**What is being asked:** Would you please copy every line below that includes the string "PrimitiveType"?

**Data shown:**
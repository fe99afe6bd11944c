//! Semantic validation of extracted `.msg` models.
//!
//! The individual validators return their findings as data; the
//! [`Validator`] decides ordering and what stops a run.

pub mod attributes;
mod collections;
mod enums;
mod fields;
mod naming;
mod orchestrator;

pub use attributes::{AttributeValidator, SchemaRegistry};
pub use collections::CollectionValidator;
pub use enums::EnumValidator;
pub use fields::FieldValidator;
pub use naming::NamingValidator;
pub use orchestrator::{ParseOutcome, Phase, ValidationResult, Validator};
//! Typed AST access through the full `MsgParser` pipeline.

use lumos::base::{CollectionKind, Position, PrimitiveType};
use lumos::parser::{
    AstNode, DimensionValue, Item, MsgParser, ParseFailure, SourceFile, SourceParser, TypeExpr,
};

use crate::helpers::source_fixtures::*;

fn root(source: &str) -> (SourceFile, lumos::parser::ParsedSource) {
    let parsed = MsgParser::default().parse(source).unwrap();
    let root = SourceFile::cast(parsed.syntax()).unwrap();
    (root, parsed)
}

#[test]
fn test_point_parses_to_one_struct() {
    let (root, _) = root(POINT);
    let items: Vec<_> = root.items().collect();
    assert_eq!(items.len(), 1);
    let Item::Struct(def) = &items[0] else {
        panic!("expected Struct");
    };
    assert_eq!(def.name().unwrap().text().as_deref(), Some("P"));
    let fields: Vec<_> = def.body().unwrap().fields().collect();
    assert_eq!(fields.len(), 2);
    for field in &fields {
        assert!(field.number().is_none());
        let Some(TypeExpr::Primitive(ty)) = field.ty() else {
            panic!("expected primitive");
        };
        assert_eq!(ty.primitive(), Some(PrimitiveType::Float32));
    }
}

#[test]
fn test_sensor_items_in_order() {
    let (root, _) = root(SENSOR);
    let kinds: Vec<&str> = root
        .items()
        .map(|item| match item {
            Item::Import(_) => "import",
            Item::UsingNamespace(_) => "using_namespace",
            Item::NamespaceAlias(_) => "namespace_alias",
            Item::UsingAlias(_) => "using_alias",
            Item::Const(_) => "const",
            Item::Struct(_) => "struct",
            Item::Interface(_) => "interface",
            Item::Enum(_) => "enum",
        })
        .collect();
    assert_eq!(kinds, vec!["import", "using_alias", "const", "enum", "struct"]);
}

#[test]
fn test_node_positions_are_source_positions() {
    let (root, parsed) = root(SENSOR);
    let collection = root.collection_types().next().unwrap();
    assert_eq!(collection.kind(), Some(CollectionKind::Array));
    assert_eq!(
        collection.dimensions().map(|d| d.value()).collect::<Vec<_>>(),
        vec![Some(DimensionValue::Max(16))]
    );
    assert_eq!(
        parsed.node_position(collection.syntax()),
        Position::new(18, 14)
    );
}

#[test]
fn test_syntax_errors_are_reported_with_source_lines() {
    let err = MsgParser::default()
        .parse("struct P\n    float32 x\n    float32\n")
        .unwrap_err();
    let ParseFailure::Syntax(errors) = err else {
        panic!("expected syntax errors");
    };
    assert!(!errors.is_empty());
    assert_eq!(errors[0].position.line, 3);
}

#[test]
fn test_parse_lenient_keeps_tree() {
    let parsed = MsgParser::default()
        .parse_lenient("struct P\n    float32 = 1\n    bool ok\n")
        .unwrap();
    assert!(!parsed.ok());
    let root = SourceFile::cast(parsed.syntax()).unwrap();
    assert_eq!(root.items().count(), 1);
}
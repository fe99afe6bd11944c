//! Field numbering and field name checks for structs and interfaces.

use std::collections::BTreeSet;

use indexmap::IndexMap;

use crate::config::{NamingRules, ValidationConfig};
use crate::hir::{Diagnostic, ErrorKind, Field, TypeDefinition};

pub struct FieldValidator<'a> {
    config: &'a ValidationConfig,
    naming: Option<&'a NamingRules>,
}

impl<'a> FieldValidator<'a> {
    pub fn new(config: &'a ValidationConfig, naming: Option<&'a NamingRules>) -> Self {
        Self { config, naming }
    }

    /// All findings for the fields of `ty`.
    pub fn validate(&self, ty: &TypeDefinition) -> Vec<Diagnostic> {
        let mut out = Vec::new();
        self.check_numbers(ty, &mut out);
        self.check_names(ty, &mut out);
        out
    }

    fn check_numbers(&self, ty: &TypeDefinition, out: &mut Vec<Diagnostic>) {
        let fields = ty.fields();
        if fields.is_empty() {
            return;
        }

        let numbered: Vec<(&Field, i64)> = fields
            .iter()
            .filter_map(|f| f.number.map(|n| (f, n)))
            .collect();

        if numbered.is_empty() {
            if self.config.enforce_field_numbering {
                out.push(Diagnostic::error(
                    &ty.file,
                    ty.position,
                    ErrorKind::FieldNumberingRequired,
                    format!("Fields of '{}' must be numbered", ty.name),
                ));
            }
            return;
        }

        // All or nothing: once one field is numbered every field must be.
        if let Some(unnumbered) = fields.iter().find(|f| f.number.is_none()) {
            out.push(Diagnostic::error(
                &ty.file,
                unnumbered.position,
                ErrorKind::FieldNumberingInconsistent,
                format!(
                    "Field '{}' in '{}' has no field number, but other fields are numbered",
                    unnumbered.name, ty.name
                ),
            ));
            return;
        }

        let mut by_number: IndexMap<i64, Vec<&Field>> = IndexMap::new();
        for (field, number) in &numbered {
            by_number.entry(*number).or_default().push(field);
        }
        for (number, users) in &by_number {
            if users.len() > 1 {
                let names: Vec<String> = users.iter().map(|f| format!("'{}'", f.name)).collect();
                out.push(Diagnostic::error(
                    &ty.file,
                    users[0].position,
                    ErrorKind::DuplicateFieldNumber,
                    format!(
                        "Duplicate field number {number} in '{}': fields {} share it",
                        ty.name,
                        names.join(", ")
                    ),
                ));
            }
        }

        for (field, number) in &numbered {
            if *number < 0 && !self.config.allow_negative_field_numbers {
                out.push(Diagnostic::error(
                    &ty.file,
                    field.position,
                    ErrorKind::NegativeFieldNumber,
                    format!("Field '{}' has negative field number {number}", field.name),
                ));
            }
            if *number > self.config.max_field_number {
                out.push(Diagnostic::error(
                    &ty.file,
                    field.position,
                    ErrorKind::FieldNumberTooLarge,
                    format!(
                        "Field '{}' has field number {number}, above the maximum {}",
                        field.name, self.config.max_field_number
                    ),
                ));
            }
        }

        if self.config.warn_on_number_gaps {
            // Widened so a gap between the i64 extremes cannot overflow.
            let distinct: Vec<i128> = numbered
                .iter()
                .map(|(_, n)| i128::from(*n))
                .collect::<BTreeSet<_>>()
                .into_iter()
                .collect();
            let anchor = numbered[0].0.position;
            for pair in distinct.windows(2) {
                let (current, next) = (pair[0], pair[1]);
                if next - current <= 1 {
                    continue;
                }
                let missing = if next - current == 2 {
                    (current + 1).to_string()
                } else {
                    format!("{}-{}", current + 1, next - 1)
                };
                out.push(Diagnostic::warning(
                    &ty.file,
                    anchor,
                    ErrorKind::FieldNumberGap,
                    format!(
                        "Field numbers in '{}' jump from {current} to {next} (missing {missing})",
                        ty.name
                    ),
                ));
            }
        }
    }

    fn check_names(&self, ty: &TypeDefinition, out: &mut Vec<Diagnostic>) {
        let mut seen = BTreeSet::new();
        for field in ty.fields() {
            if !seen.insert(&*field.name) {
                out.push(Diagnostic::error(
                    &ty.file,
                    field.position,
                    ErrorKind::DuplicateFieldName,
                    format!("Duplicate field name '{}' in '{}'", field.name, ty.name),
                ));
            }
        }

        let Some(naming) = self.naming else {
            return;
        };
        for field in ty.fields() {
            if !naming.accepts_field_name(&field.name) {
                out.push(Diagnostic::warning(
                    &ty.file,
                    field.position,
                    ErrorKind::InvalidFieldName,
                    format!(
                        "Field name '{}' does not match pattern {}",
                        field.name,
                        naming.field_name.as_str()
                    ),
                ));
            }
        }
    }
}
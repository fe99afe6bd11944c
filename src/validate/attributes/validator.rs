//! Checks attribute values on fields and types against enabled schemas.
//!
//! Each attribute is tried against every enabled schema in order. The first
//! schema that declares the name and accepts the value wins; failures under
//! schemas tried before it are dropped.

use std::path::Path;
use std::sync::Arc;

use tracing::warn;

use super::registry::SchemaRegistry;
use super::schema::{AttributeSchema, AttributeScope};
use crate::base::Position;
use crate::config::AttributeConfig;
use crate::hir::{
    AttributeMap, AttributeValue, Diagnostic, ErrorKind, Field, TypeDefinition, TypeKind,
};

pub struct AttributeValidator {
    schemas: Vec<Arc<AttributeSchema>>,
    /// Every enabled name, including ones missing from the registry.
    enabled_names: Vec<String>,
    warn_unknown: bool,
    strict: bool,
}

impl AttributeValidator {
    pub fn new(config: &AttributeConfig, registry: &SchemaRegistry) -> Self {
        let mut schemas = Vec::new();
        for name in &config.enabled_schemas {
            match registry.get(name) {
                Some(schema) => schemas.push(Arc::clone(schema)),
                None => warn!(schema = %name, "enabled attribute schema is not registered"),
            }
        }
        Self {
            schemas,
            enabled_names: config.enabled_schemas.clone(),
            warn_unknown: config.warn_unknown_attributes,
            strict: config.strict_mode,
        }
    }

    /// Whether any enabled schema is actually available.
    pub fn is_active(&self) -> bool {
        !self.schemas.is_empty()
    }

    /// Inline and indented attributes of one field.
    pub fn validate_field(&self, ty: &TypeDefinition, field: &Field) -> Vec<Diagnostic> {
        self.check_all(
            &ty.file,
            field.position,
            AttributeScope::Field,
            &field.all_attributes(),
        )
    }

    /// The `[attributes]` block of a type.
    pub fn validate_type(&self, ty: &TypeDefinition) -> Vec<Diagnostic> {
        let scope = match ty.kind() {
            TypeKind::Struct | TypeKind::Interface => AttributeScope::Struct,
            TypeKind::Enum => AttributeScope::Enum,
        };
        self.check_all(&ty.file, ty.position, scope, &ty.attributes)
    }

    fn check_all(
        &self,
        file: &Path,
        position: Position,
        scope: AttributeScope,
        attributes: &AttributeMap,
    ) -> Vec<Diagnostic> {
        let mut diagnostics = Vec::new();
        for (name, value) in attributes {
            self.check(file, position, scope, name, value, &mut diagnostics);
        }
        diagnostics
    }

    fn check(
        &self,
        file: &Path,
        position: Position,
        scope: AttributeScope,
        name: &str,
        value: &AttributeValue,
        out: &mut Vec<Diagnostic>,
    ) {
        let mut recognized = false;
        let mut failures = Vec::new();
        for schema in &self.schemas {
            let Some(spec) = schema.spec(scope, name) else {
                continue;
            };
            recognized = true;
            match spec.validate(value) {
                Ok(()) => return,
                Err(reason) => failures.push((schema.schema_name.as_str(), reason)),
            }
        }

        if !recognized {
            let message = format!(
                "Unknown attribute '{name}' (not in enabled schemas: {})",
                self.enabled_names.join(", ")
            );
            if self.strict {
                out.push(Diagnostic::error(file, position, ErrorKind::UnknownAttribute, message));
            } else if self.warn_unknown {
                out.push(Diagnostic::warning(file, position, ErrorKind::UnknownAttribute, message));
            }
            return;
        }

        for (schema, reason) in failures {
            out.push(Diagnostic::error(
                file,
                position,
                ErrorKind::InvalidAttribute,
                format!("Invalid attribute '{name}' (schema '{schema}'): {reason}"),
            ));
        }
    }
}
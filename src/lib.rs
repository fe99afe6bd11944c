//! # lumos-idl
//!
//! Front end for the indentation-based `.msg` interface definition language:
//! parsing, semantic extraction, import resolution, and validation.
//!
//! ## Module Structure (dependency order)
//!
//! ```text
//! validate  → Field, enum, collection, naming, attribute checks + pipeline
//!   ↓
//! project   → Reading sources from disk
//!   ↓
//! hir       → Semantic model, symbol table, import graph, diagnostics
//!   ↓
//! parser    → Indentation transcoder, logos lexer, rowan CST, typed AST
//!   ↓
//! config    → Serde-loadable settings
//!   ↓
//! base      → Primitives (Position, LineIndex, PrimitiveType)
//! ```
//!
//! ```no_run
//! use lumos::{Config, MsgParser, SourceText, Validator};
//!
//! let parser = MsgParser::default();
//! let mut validator = Validator::new(Config::default(), &parser);
//! let result = validator.validate_sources(vec![SourceText::new(
//!     "point.msg",
//!     "struct Point\n    float32 x\n    float32 y\n",
//! )]);
//! println!("{}", result.format_report());
//! ```

// ============================================================================
// MODULES (dependency order: base → config → parser → hir → project → validate)
// ============================================================================

/// Foundation types: positions, line index, primitive types
pub mod base;

/// Validation settings
pub mod config;

/// Parser: indentation transcoder, logos lexer, recursive-descent parser
pub mod parser;

/// High-level IR: semantic model, symbols, imports, diagnostics
pub mod hir;

/// Source loading
pub mod project;

/// Validators and the validation pipeline
pub mod validate;

// Re-export foundation types
pub use base::{LineCol, LineIndex, Position, PrimitiveType, TextRange, TextSize};

pub use config::Config;
pub use hir::{Diagnostic, ErrorKind, Severity};
pub use parser::{MsgParser, SourceParser};
pub use project::SourceText;
pub use validate::{SchemaRegistry, ValidationResult, Validator};
//! High-level IR (HIR) — Semantic model of `.msg` files.
//!
//! This module turns parsed syntax trees into definitions that validators can
//! reason about, and indexes them across files.
//!
//! ## Key Types
//!
//! - [`SourceFile`] — Everything extracted from one file
//! - [`TypeDefinition`] — A struct, interface, or enum
//! - [`SymbolTable`] — Run-wide index for name resolution
//! - [`ImportResolver`] — Import path resolution and the dependency graph
//! - [`Diagnostic`] — A finding with kind, severity, and position
//!
//! ## Layers
//!
//! ```text
//! ParsedSource              ← syntax tree + source map
//!     │
//!     ▼
//! extract_file(path)        ← SourceFile (per file)
//!     │
//!     ▼
//! SymbolTable               ← run-wide index
//!     │
//!     ▼
//! resolve_type_ref(ty, cx)  ← name resolution
//!     │
//!     ▼
//! DependencyGraph           ← imports, cycles, order
//! ```

mod diagnostics;
mod extract;
mod imports;
mod model;
mod symbols;

pub use diagnostics::{Diagnostic, DiagnosticCollector, ErrorKind, Severity};
pub use extract::{ExtractOptions, Extracted, derive_namespace, extract_file};
pub use imports::{
    DependencyGraph, ImportResolver, detect_cycles, format_cycle, import_order, normalize_path,
    transitive_dependencies,
};
pub use model::{
    AliasDefinition, AttributeMap, AttributeValue, CollectionType, ConstantDefinition, Dimension,
    EnumBody, EnumMember, Field, Import, SourceFile, TypeBody, TypeDefinition, TypeKind, TypeRef,
    qualify,
};
pub use symbols::{ResolvedType, SymbolStatistics, SymbolTable};
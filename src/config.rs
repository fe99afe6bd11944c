//! Validation settings.
//!
//! Every section derives serde with `#[serde(default)]`, so embedding
//! applications can deserialize a partial YAML or JSON document and get
//! defaults for everything left out.

use std::path::PathBuf;

use regex::Regex;
use serde::{Deserialize, Serialize};

use crate::base::constants::{DEFAULT_MAX_FIELD_NUMBER, DEFAULT_TAB_SIZE};

/// Top-level configuration for a validation run.
#[derive(Debug, Clone, PartialEq, Serialize, Deserialize)]
#[serde(default)]
pub struct Config {
    /// Roots searched, in order, when resolving imports.
    pub search_paths: Vec<PathBuf>,
    /// Columns a leading tab counts for.
    pub tab_size: usize,
    pub validation: ValidationConfig,
    pub naming: NamingConfig,
    pub attributes: AttributeConfig,
}

impl Default for Config {
    fn default() -> Self {
        Self {
            search_paths: vec![PathBuf::from(".")],
            tab_size: DEFAULT_TAB_SIZE,
            validation: ValidationConfig::default(),
            naming: NamingConfig::default(),
            attributes: AttributeConfig::default(),
        }
    }
}

impl Config {
    /// Load from a YAML document.
    pub fn from_yaml_str(text: &str) -> Result<Self, serde_yaml::Error> {
        serde_yaml::from_str(text)
    }

    /// Load from a JSON document.
    pub fn from_json_str(text: &str) -> Result<Self, serde_json::Error> {
        serde_json::from_str(text)
    }

    pub fn with_search_paths(mut self, paths: impl IntoIterator<Item = impl Into<PathBuf>>) -> Self {
        self.search_paths = paths.into_iter().map(Into::into).collect();
        self
    }
}

/// Field numbering rules.
#[derive(Debug, Clone, PartialEq, Eq, Serialize, Deserialize)]
#[serde(default)]
pub struct ValidationConfig {
    /// Require every struct and interface to number its fields.
    pub enforce_field_numbering: bool,
    pub allow_negative_field_numbers: bool,
    pub max_field_number: i64,
    pub warn_on_number_gaps: bool,
}

impl Default for ValidationConfig {
    fn default() -> Self {
        Self {
            enforce_field_numbering: false,
            allow_negative_field_numbers: false,
            max_field_number: DEFAULT_MAX_FIELD_NUMBER,
            warn_on_number_gaps: true,
        }
    }
}

/// Naming convention patterns. Only checked when
/// `enforce_naming_conventions` is set.
#[derive(Debug, Clone, PartialEq, Eq, Serialize, Deserialize)]
#[serde(default)]
pub struct NamingConfig {
    pub type_name_pattern: String,
    pub field_name_pattern: String,
    pub constant_name_pattern: String,
    pub enforce_naming_conventions: bool,
}

impl Default for NamingConfig {
    fn default() -> Self {
        Self {
            type_name_pattern: "^[A-Z][a-zA-Z0-9]*$".to_string(),
            field_name_pattern: "^[a-z][a-z0-9_]*$".to_string(),
            constant_name_pattern: "^[A-Z][A-Z0-9_]*$".to_string(),
            enforce_naming_conventions: false,
        }
    }
}

/// Compiled naming patterns.
#[derive(Debug, Clone)]
pub struct NamingRules {
    pub type_name: Regex,
    pub field_name: Regex,
    pub constant_name: Regex,
}

impl NamingRules {
    pub fn accepts_type_name(&self, name: &str) -> bool {
        matches_start(&self.type_name, name)
    }

    pub fn accepts_field_name(&self, name: &str) -> bool {
        matches_start(&self.field_name, name)
    }

    pub fn accepts_constant_name(&self, name: &str) -> bool {
        matches_start(&self.constant_name, name)
    }
}

/// A match must begin at the first character; patterns anchor the end
/// themselves with `$` when they need to.
fn matches_start(regex: &Regex, text: &str) -> bool {
    regex.find(text).is_some_and(|m| m.start() == 0)
}

impl NamingConfig {
    /// Compile the patterns, or `None` when conventions are not enforced.
    pub fn compile(&self) -> Result<Option<NamingRules>, regex::Error> {
        if !self.enforce_naming_conventions {
            return Ok(None);
        }
        Ok(Some(NamingRules {
            type_name: Regex::new(&self.type_name_pattern)?,
            field_name: Regex::new(&self.field_name_pattern)?,
            constant_name: Regex::new(&self.constant_name_pattern)?,
        }))
    }
}

/// Attribute schema selection.
#[derive(Debug, Clone, PartialEq, Eq, Serialize, Deserialize)]
#[serde(default)]
pub struct AttributeConfig {
    /// Schema names checked, in order.
    pub enabled_schemas: Vec<String>,
    /// Extra schema documents to load into the registry.
    pub custom_schemas: Vec<PathBuf>,
    pub warn_unknown_attributes: bool,
    /// Report unknown attributes as errors.
    pub strict_mode: bool,
}

impl Default for AttributeConfig {
    fn default() -> Self {
        Self {
            enabled_schemas: Vec::new(),
            custom_schemas: Vec::new(),
            warn_unknown_attributes: true,
            strict_mode: false,
        }
    }
}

**Output of the task:**
use lumos::base::{CollectionKind, Position, PrimitiveType};
        assert_eq!(ty.primitive(), Some(PrimitiveType::Float32));
//! base      → Primitives (Position, LineIndex, PrimitiveType)
pub use base::{LineCol, LineIndex, Position, PrimitiveType, TextRange, TextSize};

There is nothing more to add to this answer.